» PROBLEM TO SOLVE: The first line of the data below and every line after it, through the one with "or payment method", must be transcribed without change.

**** EXERCISE DATA ****

impl<'a> OrderService<'a> {
    #[must_use]
    pub const fn new(
        pool: &'a PgPool,
        payments: &'a PaymentGateways,
        commerce: &'a CommerceConfig,
    ) -> Self {
        Self {
            pool,
            payments,
            commerce,
        }
    }

    /// Turn the caller's cart into a paid (or pending) order.
    ///
    /// # Errors
    ///
    /// - `AppError::NotFound` for an unknown address or payment method
    /// - `AppError::BadRequest` for an empty cart, inactive products or short stock
    /// - `AppError::PaymentRequired` when the gateway declines the charge
    #[instrument(skip(self), fields(user_id = %user_id))]
    pub async fn checkout(
        &self,
        user_id: UserId,
        request: CheckoutRequest,
    ) -> Result<OrderDetail, AppError> {
        let address = AddressRepository::new(self.pool)
            .get(user_id, request.address_id)
            .await?
            .ok_or_else(|| AppError::NotFound("Address not found".to_string()))?;
        let cart_id = CartRepository::new(self.pool)
            .find_cart(user_id)
            .await?
            .ok_or_else(empty_cart)?;

        let mut tx = self.pool.begin().await?;
        let lines = carts::lines_for_update(&mut tx, cart_id).await?;
        if lines.is_empty() {
            return Err(empty_cart());
        }
        for line in &lines {
            check_line(line)?;
        }

        let method = payment_methods::get_owned(&mut tx, user_id, request.payment_method_id)
            .await?
            .ok_or_else(|| AppError::NotFound("Payment method not found".to_string()))?;
        let rule = loyalty::member_rule(&mut tx, user_id).await?;
        let totals = self.totals_for(&lines, &rule);

        let key = format!("checkout-{cart_id}-{}", Uuid::new_v4());
        let description = format!("BeFit order for user {user_id}");
        let (order_status, payment_status, reference) = match self
            .payments
            .charge(&method, totals.total_amount, &description, &key)
            .await?
        {
            ChargeOutcome::Paid { reference } => (OrderStatus::Paid, PaymentStatus::Paid, reference),
            ChargeOutcome::Pending { reference } => {
                (OrderStatus::Pending, PaymentStatus::Pending, reference)
            }
            ChargeOutcome::Declined { reason } => {
                info!(%user_id, %reason, "Checkout payment declined");
                return Err(AppError::PaymentRequired(format!("Payment declined: {reason}")));
            }
        };
        let stored_reference = reference.to_string();
        add_breadcrumb(
            "checkout",
            "Charged payment method",
            Some(&[("reference", stored_reference.as_str())]),
        );

        let shipping_address = address.one_line();
        let new_order = NewOrder {
            user_id,
            order_status,
            totals,
            shipping_address: Some(&shipping_address),
            payment_method_id: Some(method.id),
            payment_status,
            payment_reference: Some(&stored_reference),
            subscription_id: None,
        };

        let written = match record_checkout(&mut tx, cart_id, &new_order, &lines).await {
            Ok(order) => tx.commit().await.map(|()| order).map_err(AppError::from),
            Err(e) => Err(e),
        };
        let order = match written {
            Ok(order) => order,
            Err(e) => {
                self.refund_after_failure(&stored_reference).await;
                return Err(e);
            }
        };

        info!(
            order_id = %order.id,
            total = %order.total_amount,
            status = %order.order_status,
            "Order placed"
        );
        self.detail(order.id).await
    }

    /// Cancel one of the caller's orders before fulfilment starts.
    ///
    /// # Errors
    ///
    /// Returns `AppError::NotFound` for orders the caller does not own and
    /// `AppError::BadRequest` once the order is past `paid`.
    #[instrument(skip(self))]
    pub async fn cancel(&self, user_id: UserId, order_id: OrderId) -> Result<Order, AppError> {
        let mut tx = self.pool.begin().await?;
        let order = orders::lock(&mut tx, order_id)
            .await?
            .filter(|order| order.user_id == user_id)
            .ok_or_else(|| order_not_found(order_id))?;

        if !order.order_status.is_cancellable_by_customer() {
            return Err(AppError::BadRequest(format!(
                "Order cannot be cancelled in status {}",
                order.order_status
            )));
        }

        let order = self.reverse(&mut tx, &order, OrderStatus::Cancelled).await?;
        tx.commit().await?;
        info!(%order_id, "Order cancelled by customer");
        Ok(order)
    }

    /// Admin status change along the allowed transitions.
    ///
    /// # Errors
    ///
    /// Returns `AppError::NotFound` for unknown orders and `AppError::BadRequest`
    /// for transitions the state machine forbids.
    #[instrument(skip(self, update), fields(status = %update.status))]
    pub async fn update_status(
        &self,
        order_id: OrderId,
        update: &OrderStatusUpdate,
    ) -> Result<OrderDetail, AppError> {
        let mut tx = self.pool.begin().await?;
        let order = orders::lock(&mut tx, order_id)
            .await?
            .ok_or_else(|| order_not_found(order_id))?;

        let target = update.status;
        if !order.order_status.can_transition_to(target) {
            return Err(AppError::BadRequest(format!(
                "Cannot change order status from {} to {target}",
                order.order_status
            )));
        }

        let tracking = update.tracking_number.as_deref().filter(|t| !t.trim().is_empty());
        match target {
            OrderStatus::Cancelled | OrderStatus::Refunded => {
                self.reverse(&mut tx, &order, target).await?;
            }
            OrderStatus::Paid => {
                orders::set_status(&mut tx, order_id, target, PaymentStatus::Paid, tracking).await?;
                notify_status(&mut tx, &order, target).await?;
            }
            OrderStatus::Delivered => {
                let delivered =
                    orders::set_status(&mut tx, order_id, target, order.payment_status, tracking)
                        .await?;
                notify_status(&mut tx, &order, target).await?;
                if let Some(earned) = loyalty::earn_for_order(&mut tx, &delivered).await? {
                    debug!(%order_id, points = earned.points, "Loyalty points earned");
                }
            }
            OrderStatus::Pending | OrderStatus::Processing | OrderStatus::Shipped => {
                orders::set_status(&mut tx, order_id, target, order.payment_status, tracking)
                    .await?;
                notify_status(&mut tx, &order, target).await?;
            }
        }

        tx.commit().await?;
        info!(%order_id, from = %order.order_status, to = %target, "Order status changed");
        self.detail(order_id).await
    }

    /// Apply a verified Stripe webhook event.
    ///
    /// Unknown event types and unknown intents are acknowledged and ignored.
    ///
    /// # Errors
    ///
    /// Returns `AppError::Database` if the order update fails.
    #[instrument(skip(self, event), fields(event_id = %event.id, event_type = %event.event_type))]
    pub async fn handle_webhook(&self, event: &WebhookEvent) -> Result<(), AppError> {
        let succeeded = match event.event_type.as_str() {
            "payment_intent.succeeded" => true,
            "payment_intent.payment_failed" => false,
            other => {
                debug!(event_type = other, "Ignoring webhook event");
                return Ok(());
            }
        };
        let Some(intent_id) = event.object_id() else {
            warn!("Webhook event without an object id");
            return Ok(());
        };

        let reference = PaymentReference::stripe_stored(intent_id);
        let mut tx = self.pool.begin().await?;
        let Some(order) = orders::lock_by_payment_reference(&mut tx, &reference).await? else {
            debug!(%reference, "No order for webhook intent");
            return Ok(());
        };
        if order.payment_status != PaymentStatus::Pending {
            debug!(order_id = %order.id, "Order payment already settled");
            return Ok(());
        }

        if succeeded {
            let status = if order.order_status == OrderStatus::Pending {
                OrderStatus::Paid
            } else {
                order.order_status
            };
            orders::set_status(&mut tx, order.id, status, PaymentStatus::Paid, None).await?;
            notify_status(&mut tx, &order, status).await?;
            info!(order_id = %order.id, "Pending payment confirmed");
        } else if !order.order_status.is_terminal() {
            if order.order_status.restocks_on_reversal() {
                orders::restore_stock(&mut tx, order.id).await?;
            }
            orders::set_status(
                &mut tx,
                order.id,
                OrderStatus::Cancelled,
                PaymentStatus::Failed,
                None,
            )
            .await?;
            notifications::notify(
                &mut *tx,
                order.user_id,
                "Payment failed",
                &format!(
                    "The payment for order #{} failed and the order was cancelled.",
                    order.id
                ),
            )
            .await?;
            warn!(order_id = %order.id, "Pending payment failed, order cancelled");
        }

        tx.commit().await?;
        Ok(())
    }

    /// Cancel or refund inside the caller's transaction.
    async fn reverse(
        &self,
        conn: &mut PgConnection,
        order: &Order,
        target: OrderStatus,
    ) -> Result<Order, AppError> {
        let payment_status = match (order.payment_status, order.payment_reference.as_deref()) {
            (PaymentStatus::Paid, Some(reference)) => {
                self.payments.refund(reference).await?;
                info!(order_id = %order.id, "Payment refunded");
                PaymentStatus::Refunded
            }
            (status, _) => status,
        };

        if order.order_status.restocks_on_reversal() {
            orders::restore_stock(conn, order.id).await?;
        }
        let updated = orders::set_status(conn, order.id, target, payment_status, None).await?;
        notify_status(conn, order, target).await?;
        Ok(updated)
    }

    async fn detail(&self, order_id: OrderId) -> Result<OrderDetail, AppError> {
        OrderRepository::new(self.pool)
            .get_detail(order_id)
            .await?
            .ok_or_else(|| order_not_found(order_id))
    }

    fn totals_for(&self, lines: &[CartLine], rule: &TierRule) -> OrderTotals {
        let subtotal: Decimal = lines.iter().map(CartLine::subtotal).sum();
        let shipping = shipping_cost(rule, subtotal, self.commerce.flat_shipping);
        OrderTotals::compute(subtotal, self.commerce.tax_rate, shipping, Decimal::ZERO)
    }

    async fn refund_after_failure(&self, stored_reference: &str) {
        match self.payments.refund(stored_reference).await {
            Ok(()) => warn!(reference = stored_reference, "Order write failed, charge refunded"),
            Err(e) => error!(
                error = %e,
                reference = stored_reference,
                "Order write failed and the refund did not go through"
            ),
        }
    }
}

async fn record_checkout(
    conn: &mut PgConnection,
    cart_id: CartId,
    new_order: &NewOrder<'_>,
    lines: &[CartLine],
) -> Result<Order, AppError> {
    let order = orders::insert(conn, new_order).await?;
    for line in lines {
        orders::insert_item(conn, order.id, line.product_id, line.quantity, line.unit_price).await?;
        orders::decrement_stock(conn, line.product_id, line.quantity).await?;
    }
    carts::clear(&mut *conn, cart_id).await?;
    notifications::notify(
        &mut *conn,
        order.user_id,
        "Order placed",
        &format!("Your order #{} for ${} was received.", order.id, order.total_amount),
    )
    .await?;
    Ok(order)
}

async fn notify_status(
    conn: &mut PgConnection,
    order: &Order,
    status: OrderStatus,
) -> Result<(), AppError> {
    notifications::notify(
        conn,
        order.user_id,
        "Order update",
        &format!("Your order #{} is now {status}.", order.id),
    )
    .await?;
    Ok(())
}

/// Flat shipping unless the member's tier waives it for this subtotal.
#[must_use]
pub fn shipping_cost(rule: &TierRule, subtotal: Decimal, flat: Decimal) -> Decimal {
    if rule.free_shipping().applies_to(subtotal) {
        Decimal::ZERO
    } else {
        flat
    }
}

****

» SOLUTION TO THE EXERCISE:
impl<'a> OrderService<'a> {
    #[must_use]
    pub const fn new(
        pool: &'a PgPool,
        payments: &'a PaymentGateways,
        commerce: &'a CommerceConfig,
    ) -> Self {
        Self {
            pool,
            payments,
            commerce,
        }
    }

    /// Turn the caller's cart into a paid (or pending) order.
    ///
    /// # Errors
    ///
    /// - `AppError::NotFound` for an unknown address or payment method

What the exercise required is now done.